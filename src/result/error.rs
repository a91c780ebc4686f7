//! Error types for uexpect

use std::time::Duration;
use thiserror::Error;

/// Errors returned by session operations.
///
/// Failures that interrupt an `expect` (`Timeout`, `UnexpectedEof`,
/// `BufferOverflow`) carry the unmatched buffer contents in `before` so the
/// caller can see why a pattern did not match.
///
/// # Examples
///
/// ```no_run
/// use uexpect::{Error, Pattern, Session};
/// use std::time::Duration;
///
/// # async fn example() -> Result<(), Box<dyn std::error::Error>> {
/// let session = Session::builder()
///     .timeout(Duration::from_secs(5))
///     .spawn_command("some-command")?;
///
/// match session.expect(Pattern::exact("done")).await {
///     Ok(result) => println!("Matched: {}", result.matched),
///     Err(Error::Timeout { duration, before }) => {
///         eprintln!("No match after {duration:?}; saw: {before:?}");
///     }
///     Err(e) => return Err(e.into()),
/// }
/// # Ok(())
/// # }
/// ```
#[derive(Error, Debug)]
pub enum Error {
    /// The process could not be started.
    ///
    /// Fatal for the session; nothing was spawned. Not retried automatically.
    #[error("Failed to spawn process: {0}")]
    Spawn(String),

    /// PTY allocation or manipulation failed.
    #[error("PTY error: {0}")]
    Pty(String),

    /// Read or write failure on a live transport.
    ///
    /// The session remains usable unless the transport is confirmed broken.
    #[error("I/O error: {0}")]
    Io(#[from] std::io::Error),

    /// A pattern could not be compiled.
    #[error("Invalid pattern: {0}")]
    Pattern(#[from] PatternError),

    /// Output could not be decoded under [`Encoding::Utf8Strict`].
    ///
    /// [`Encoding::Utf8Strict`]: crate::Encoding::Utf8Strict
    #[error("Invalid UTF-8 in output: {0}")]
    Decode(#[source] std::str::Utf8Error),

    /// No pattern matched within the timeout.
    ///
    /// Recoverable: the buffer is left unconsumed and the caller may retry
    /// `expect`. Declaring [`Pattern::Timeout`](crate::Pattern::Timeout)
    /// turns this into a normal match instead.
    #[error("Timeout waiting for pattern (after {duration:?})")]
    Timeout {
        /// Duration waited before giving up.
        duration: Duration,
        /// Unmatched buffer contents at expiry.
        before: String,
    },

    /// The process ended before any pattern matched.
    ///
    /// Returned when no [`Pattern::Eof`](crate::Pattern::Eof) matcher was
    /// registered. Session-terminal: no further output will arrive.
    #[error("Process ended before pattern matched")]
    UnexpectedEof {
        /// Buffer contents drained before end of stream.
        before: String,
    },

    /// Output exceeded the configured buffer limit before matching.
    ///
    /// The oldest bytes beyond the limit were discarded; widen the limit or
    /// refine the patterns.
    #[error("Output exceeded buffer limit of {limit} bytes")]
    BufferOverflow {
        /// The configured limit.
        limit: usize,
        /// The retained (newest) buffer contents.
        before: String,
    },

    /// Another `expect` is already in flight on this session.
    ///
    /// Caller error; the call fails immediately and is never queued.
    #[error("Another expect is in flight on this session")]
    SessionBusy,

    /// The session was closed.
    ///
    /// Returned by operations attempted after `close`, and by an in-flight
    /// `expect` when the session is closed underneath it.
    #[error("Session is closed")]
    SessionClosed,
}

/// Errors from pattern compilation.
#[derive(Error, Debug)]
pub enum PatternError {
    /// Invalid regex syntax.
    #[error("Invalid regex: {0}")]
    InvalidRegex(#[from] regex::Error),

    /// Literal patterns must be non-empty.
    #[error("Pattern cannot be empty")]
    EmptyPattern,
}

...

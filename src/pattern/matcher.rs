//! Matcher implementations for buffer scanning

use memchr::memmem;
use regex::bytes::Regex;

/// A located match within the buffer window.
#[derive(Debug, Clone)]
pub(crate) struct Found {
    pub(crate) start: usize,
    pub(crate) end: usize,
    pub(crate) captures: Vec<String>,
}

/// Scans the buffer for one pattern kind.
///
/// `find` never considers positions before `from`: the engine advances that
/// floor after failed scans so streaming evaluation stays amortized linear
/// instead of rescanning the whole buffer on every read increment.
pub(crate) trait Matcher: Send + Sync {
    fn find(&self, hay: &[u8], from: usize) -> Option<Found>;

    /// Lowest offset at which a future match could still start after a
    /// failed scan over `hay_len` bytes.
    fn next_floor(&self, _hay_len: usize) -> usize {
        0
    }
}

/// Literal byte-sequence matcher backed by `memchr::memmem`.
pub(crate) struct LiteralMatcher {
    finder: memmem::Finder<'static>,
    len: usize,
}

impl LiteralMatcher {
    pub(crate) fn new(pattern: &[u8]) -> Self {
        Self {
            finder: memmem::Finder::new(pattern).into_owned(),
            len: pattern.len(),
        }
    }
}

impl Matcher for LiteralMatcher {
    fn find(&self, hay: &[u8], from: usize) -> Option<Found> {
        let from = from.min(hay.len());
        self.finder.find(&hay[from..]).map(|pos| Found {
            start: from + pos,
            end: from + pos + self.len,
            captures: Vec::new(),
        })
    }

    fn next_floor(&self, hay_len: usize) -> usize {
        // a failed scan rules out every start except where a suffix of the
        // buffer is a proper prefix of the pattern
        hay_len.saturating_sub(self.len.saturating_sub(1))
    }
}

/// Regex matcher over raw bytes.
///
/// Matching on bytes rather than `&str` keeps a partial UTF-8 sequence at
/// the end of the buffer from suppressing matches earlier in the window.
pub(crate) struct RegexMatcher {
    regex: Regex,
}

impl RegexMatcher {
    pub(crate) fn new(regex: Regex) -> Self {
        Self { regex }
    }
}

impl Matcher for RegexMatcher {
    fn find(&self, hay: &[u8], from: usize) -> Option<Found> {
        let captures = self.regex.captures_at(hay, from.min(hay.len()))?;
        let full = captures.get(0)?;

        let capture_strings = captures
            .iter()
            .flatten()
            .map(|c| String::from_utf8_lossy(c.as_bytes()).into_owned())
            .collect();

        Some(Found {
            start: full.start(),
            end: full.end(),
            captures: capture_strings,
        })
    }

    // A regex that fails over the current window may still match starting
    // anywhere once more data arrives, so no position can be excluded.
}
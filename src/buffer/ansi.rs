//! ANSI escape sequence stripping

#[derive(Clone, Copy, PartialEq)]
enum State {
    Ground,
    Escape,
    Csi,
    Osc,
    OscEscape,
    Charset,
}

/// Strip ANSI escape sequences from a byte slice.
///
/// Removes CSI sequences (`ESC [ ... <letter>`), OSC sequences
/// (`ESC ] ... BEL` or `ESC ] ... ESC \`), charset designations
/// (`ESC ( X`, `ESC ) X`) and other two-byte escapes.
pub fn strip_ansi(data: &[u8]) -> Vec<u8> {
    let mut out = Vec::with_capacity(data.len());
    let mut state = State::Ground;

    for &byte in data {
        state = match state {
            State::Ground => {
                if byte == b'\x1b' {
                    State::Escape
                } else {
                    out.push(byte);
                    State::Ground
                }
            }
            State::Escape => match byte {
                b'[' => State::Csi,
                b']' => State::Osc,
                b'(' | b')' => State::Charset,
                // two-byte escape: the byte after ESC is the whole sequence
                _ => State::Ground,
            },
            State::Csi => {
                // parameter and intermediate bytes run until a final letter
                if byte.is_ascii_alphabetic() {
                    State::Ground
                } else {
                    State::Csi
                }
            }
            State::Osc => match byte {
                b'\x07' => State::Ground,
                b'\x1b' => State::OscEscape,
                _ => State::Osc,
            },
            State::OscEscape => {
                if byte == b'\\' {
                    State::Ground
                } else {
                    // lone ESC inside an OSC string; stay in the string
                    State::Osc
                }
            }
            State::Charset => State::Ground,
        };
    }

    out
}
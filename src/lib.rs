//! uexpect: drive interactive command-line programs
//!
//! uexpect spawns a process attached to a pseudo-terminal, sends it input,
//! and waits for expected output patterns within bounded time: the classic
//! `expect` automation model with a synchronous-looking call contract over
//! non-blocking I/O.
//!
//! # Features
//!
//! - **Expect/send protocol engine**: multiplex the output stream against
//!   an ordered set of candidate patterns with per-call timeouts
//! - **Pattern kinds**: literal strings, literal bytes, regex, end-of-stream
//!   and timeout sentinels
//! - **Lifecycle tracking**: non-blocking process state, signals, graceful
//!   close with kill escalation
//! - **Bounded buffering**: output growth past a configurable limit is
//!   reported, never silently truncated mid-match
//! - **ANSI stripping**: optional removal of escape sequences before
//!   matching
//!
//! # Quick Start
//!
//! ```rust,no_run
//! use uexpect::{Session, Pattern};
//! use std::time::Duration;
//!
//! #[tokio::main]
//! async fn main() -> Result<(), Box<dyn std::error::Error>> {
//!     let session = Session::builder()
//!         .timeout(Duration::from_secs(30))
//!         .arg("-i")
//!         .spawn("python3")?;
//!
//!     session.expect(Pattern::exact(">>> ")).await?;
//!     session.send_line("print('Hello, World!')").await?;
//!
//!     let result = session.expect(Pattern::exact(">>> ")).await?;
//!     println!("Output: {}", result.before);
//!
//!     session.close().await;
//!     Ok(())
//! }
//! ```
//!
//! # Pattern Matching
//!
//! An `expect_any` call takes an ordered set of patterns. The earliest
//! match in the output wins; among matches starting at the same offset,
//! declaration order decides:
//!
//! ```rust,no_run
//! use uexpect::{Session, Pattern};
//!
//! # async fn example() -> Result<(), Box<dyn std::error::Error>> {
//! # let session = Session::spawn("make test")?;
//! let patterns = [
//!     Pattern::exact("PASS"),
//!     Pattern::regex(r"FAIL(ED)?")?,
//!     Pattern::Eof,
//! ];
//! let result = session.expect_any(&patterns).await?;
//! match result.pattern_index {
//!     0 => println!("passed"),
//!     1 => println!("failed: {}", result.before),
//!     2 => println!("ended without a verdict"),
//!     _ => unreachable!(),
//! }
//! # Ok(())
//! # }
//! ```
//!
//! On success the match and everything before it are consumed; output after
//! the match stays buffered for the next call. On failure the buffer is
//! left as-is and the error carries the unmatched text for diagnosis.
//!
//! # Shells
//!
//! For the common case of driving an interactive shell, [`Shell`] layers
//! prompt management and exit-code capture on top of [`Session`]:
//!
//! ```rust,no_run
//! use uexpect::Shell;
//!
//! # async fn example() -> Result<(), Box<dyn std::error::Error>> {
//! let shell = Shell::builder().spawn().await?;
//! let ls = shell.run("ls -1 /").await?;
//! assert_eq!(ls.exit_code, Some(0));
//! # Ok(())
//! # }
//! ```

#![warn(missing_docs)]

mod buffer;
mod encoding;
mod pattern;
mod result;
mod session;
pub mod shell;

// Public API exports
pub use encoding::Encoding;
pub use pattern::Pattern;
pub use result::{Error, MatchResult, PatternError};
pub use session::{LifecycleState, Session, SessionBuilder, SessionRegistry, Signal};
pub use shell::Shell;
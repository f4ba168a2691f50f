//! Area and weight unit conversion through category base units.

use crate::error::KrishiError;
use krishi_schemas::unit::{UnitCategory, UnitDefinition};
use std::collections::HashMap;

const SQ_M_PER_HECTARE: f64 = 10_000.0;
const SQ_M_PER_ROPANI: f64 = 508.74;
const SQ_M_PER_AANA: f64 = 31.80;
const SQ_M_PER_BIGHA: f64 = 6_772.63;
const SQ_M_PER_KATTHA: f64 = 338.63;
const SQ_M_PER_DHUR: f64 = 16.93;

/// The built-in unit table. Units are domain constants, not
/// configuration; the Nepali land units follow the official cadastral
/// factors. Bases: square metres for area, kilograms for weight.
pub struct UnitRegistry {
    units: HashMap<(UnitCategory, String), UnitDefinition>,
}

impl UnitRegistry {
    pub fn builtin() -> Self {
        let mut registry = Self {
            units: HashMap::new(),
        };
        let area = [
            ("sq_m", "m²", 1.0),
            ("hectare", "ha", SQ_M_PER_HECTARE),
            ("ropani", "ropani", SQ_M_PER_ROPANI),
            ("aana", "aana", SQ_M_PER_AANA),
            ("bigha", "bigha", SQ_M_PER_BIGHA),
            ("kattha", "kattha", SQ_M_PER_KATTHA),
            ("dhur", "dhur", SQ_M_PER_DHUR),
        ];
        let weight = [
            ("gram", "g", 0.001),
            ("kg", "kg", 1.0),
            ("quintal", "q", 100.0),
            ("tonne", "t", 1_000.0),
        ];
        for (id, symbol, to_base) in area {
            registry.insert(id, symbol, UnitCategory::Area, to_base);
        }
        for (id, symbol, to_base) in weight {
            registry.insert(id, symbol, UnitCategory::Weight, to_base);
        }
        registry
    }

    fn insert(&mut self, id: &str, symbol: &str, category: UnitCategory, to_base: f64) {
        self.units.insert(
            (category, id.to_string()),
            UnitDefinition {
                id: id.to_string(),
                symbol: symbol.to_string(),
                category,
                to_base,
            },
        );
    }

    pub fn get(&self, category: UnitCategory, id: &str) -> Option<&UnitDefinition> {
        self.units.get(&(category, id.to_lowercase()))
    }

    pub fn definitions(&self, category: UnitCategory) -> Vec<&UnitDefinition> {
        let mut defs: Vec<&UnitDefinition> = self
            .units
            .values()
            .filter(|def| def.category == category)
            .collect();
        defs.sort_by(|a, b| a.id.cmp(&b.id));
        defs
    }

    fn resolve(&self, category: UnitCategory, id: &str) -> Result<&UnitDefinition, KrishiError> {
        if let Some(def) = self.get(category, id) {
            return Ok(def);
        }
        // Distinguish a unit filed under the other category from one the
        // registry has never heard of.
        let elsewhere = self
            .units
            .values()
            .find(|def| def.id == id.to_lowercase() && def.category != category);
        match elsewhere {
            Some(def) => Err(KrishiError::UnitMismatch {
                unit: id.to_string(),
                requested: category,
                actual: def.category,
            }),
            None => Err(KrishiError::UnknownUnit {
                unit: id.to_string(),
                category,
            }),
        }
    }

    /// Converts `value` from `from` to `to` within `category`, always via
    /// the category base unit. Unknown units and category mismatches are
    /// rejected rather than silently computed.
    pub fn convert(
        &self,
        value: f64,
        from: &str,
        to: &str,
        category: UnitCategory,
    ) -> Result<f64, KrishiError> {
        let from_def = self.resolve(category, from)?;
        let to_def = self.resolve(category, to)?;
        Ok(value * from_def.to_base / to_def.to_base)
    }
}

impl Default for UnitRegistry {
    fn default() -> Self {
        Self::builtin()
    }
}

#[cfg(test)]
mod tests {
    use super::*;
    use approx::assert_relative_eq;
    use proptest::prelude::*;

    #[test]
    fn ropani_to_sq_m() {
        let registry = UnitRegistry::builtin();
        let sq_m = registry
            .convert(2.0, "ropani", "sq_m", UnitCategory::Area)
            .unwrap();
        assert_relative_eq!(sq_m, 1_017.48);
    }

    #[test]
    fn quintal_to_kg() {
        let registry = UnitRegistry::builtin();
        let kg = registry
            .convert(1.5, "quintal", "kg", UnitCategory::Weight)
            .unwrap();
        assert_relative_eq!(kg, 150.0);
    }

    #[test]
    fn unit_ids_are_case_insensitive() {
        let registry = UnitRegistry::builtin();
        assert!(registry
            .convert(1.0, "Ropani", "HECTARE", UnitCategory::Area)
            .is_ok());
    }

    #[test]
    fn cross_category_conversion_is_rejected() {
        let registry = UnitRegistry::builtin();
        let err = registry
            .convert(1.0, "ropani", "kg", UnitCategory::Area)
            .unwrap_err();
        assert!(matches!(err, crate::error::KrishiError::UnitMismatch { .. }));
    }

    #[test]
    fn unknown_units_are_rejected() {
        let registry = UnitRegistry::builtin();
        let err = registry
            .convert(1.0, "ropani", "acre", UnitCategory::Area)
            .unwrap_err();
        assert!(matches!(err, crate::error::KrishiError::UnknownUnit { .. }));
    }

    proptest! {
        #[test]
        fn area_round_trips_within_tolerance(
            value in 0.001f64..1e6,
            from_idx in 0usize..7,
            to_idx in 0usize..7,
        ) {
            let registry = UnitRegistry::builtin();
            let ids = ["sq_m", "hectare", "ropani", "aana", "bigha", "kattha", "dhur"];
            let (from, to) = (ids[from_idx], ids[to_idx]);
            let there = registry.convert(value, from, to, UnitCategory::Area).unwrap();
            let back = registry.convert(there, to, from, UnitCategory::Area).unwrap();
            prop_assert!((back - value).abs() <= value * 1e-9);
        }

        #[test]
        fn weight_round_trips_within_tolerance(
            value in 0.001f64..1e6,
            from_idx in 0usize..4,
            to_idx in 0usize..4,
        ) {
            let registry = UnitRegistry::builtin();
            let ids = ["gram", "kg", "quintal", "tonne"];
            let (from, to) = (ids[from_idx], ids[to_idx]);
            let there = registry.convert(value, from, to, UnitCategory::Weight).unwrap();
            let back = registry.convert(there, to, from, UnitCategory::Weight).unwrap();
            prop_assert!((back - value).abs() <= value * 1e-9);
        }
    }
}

Problem to solve:
Determine the count of lines in the data above with the string "fails" in them, and give that count alone.

Solution to this problem:
2